#### Assignment
From the data underneath, reproduce exactly the stretch that begins at the line with "Versioned schema migrations." and ends after the line with "use tempfile::TempDir;".

::::::::::

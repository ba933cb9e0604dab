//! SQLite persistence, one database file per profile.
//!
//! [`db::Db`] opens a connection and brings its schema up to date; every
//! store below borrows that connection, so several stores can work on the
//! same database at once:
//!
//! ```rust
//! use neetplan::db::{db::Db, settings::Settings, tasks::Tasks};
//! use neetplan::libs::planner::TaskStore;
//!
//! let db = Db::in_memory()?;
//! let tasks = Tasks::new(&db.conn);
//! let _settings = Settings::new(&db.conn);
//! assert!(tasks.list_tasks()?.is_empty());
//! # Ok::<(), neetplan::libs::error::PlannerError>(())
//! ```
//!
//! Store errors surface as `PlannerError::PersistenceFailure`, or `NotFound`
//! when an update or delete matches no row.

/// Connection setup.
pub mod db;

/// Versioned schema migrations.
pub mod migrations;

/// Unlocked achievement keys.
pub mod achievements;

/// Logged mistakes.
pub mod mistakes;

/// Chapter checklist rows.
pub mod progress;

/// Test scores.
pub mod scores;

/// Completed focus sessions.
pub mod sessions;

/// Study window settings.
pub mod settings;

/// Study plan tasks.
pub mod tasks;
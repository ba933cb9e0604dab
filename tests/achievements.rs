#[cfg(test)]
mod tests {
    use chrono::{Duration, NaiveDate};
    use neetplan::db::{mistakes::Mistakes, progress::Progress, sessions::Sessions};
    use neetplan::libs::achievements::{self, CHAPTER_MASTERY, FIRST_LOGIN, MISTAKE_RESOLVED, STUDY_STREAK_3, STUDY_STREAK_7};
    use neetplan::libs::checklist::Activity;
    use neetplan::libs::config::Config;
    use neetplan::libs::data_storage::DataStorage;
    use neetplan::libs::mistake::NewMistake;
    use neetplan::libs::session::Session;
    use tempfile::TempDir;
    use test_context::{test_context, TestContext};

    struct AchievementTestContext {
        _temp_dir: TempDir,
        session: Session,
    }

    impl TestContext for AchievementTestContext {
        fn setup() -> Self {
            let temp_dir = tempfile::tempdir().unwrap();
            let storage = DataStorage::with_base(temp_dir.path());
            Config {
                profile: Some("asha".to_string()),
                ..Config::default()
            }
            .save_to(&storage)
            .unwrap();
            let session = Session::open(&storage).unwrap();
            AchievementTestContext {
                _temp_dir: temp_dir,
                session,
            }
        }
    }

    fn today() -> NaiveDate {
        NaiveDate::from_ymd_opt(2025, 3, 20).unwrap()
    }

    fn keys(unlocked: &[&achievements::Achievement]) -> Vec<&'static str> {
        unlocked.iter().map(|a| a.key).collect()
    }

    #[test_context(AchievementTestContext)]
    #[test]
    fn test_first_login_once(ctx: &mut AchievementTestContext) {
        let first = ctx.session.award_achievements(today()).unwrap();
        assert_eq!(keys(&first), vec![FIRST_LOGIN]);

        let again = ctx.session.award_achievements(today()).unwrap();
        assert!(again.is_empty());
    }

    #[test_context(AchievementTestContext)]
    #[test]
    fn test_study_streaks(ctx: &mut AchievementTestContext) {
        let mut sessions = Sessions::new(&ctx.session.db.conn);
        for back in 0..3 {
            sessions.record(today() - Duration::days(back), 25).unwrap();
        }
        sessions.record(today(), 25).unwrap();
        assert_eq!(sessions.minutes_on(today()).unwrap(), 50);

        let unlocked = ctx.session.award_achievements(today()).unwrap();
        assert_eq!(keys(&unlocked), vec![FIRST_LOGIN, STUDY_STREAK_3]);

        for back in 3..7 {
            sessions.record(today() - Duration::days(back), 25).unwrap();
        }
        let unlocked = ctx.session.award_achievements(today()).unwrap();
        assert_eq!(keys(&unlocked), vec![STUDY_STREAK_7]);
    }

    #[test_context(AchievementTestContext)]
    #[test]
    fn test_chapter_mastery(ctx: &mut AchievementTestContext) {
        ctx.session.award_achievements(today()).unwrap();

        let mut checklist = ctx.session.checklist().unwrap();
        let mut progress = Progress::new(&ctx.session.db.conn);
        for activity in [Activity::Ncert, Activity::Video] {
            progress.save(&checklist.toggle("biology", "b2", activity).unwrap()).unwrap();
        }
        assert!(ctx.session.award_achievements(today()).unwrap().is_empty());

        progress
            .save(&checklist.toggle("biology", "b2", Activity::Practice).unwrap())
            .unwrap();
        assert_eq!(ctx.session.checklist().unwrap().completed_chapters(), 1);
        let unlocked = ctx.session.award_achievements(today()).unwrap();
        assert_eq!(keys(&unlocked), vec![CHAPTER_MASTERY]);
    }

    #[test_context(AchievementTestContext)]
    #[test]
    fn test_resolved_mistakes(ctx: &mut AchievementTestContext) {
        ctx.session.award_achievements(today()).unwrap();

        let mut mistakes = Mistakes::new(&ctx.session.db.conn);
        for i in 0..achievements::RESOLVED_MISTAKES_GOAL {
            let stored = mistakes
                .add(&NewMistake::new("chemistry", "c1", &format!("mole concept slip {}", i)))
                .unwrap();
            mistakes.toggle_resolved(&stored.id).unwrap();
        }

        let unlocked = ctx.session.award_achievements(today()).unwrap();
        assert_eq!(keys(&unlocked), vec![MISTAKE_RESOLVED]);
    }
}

::::::::::

#### Answer space
/// Versioned schema migrations.
pub mod migrations;

/// Unlocked achievement keys.
pub mod achievements;

/// Logged mistakes.
pub mod mistakes;

/// Chapter checklist rows.
pub mod progress;

/// Test scores.
pub mod scores;

/// Completed focus sessions.
pub mod sessions;

/// Study window settings.
pub mod settings;

/// Study plan tasks.
pub mod tasks;
repository ba933cb9e0604dab
filename tests/achievements.rs
#[cfg(test)]
mod tests {
    use chrono::{Duration, NaiveDate};
    use neetplan::db::{mistakes::Mistakes, progress::Progress, sessions::Sessions};
    use neetplan::libs::achievements::{self, CHAPTER_MASTERY, FIRST_LOGIN, MISTAKE_RESOLVED, STUDY_STREAK_3, STUDY_STREAK_7};
    use neetplan::libs::checklist::Activity;
    use neetplan::libs::config::Config;
    use neetplan::libs::data_storage::DataStorage;
    use neetplan::libs::mistake::NewMistake;
    use neetplan::libs::session::Session;
    use tempfile::TempDir;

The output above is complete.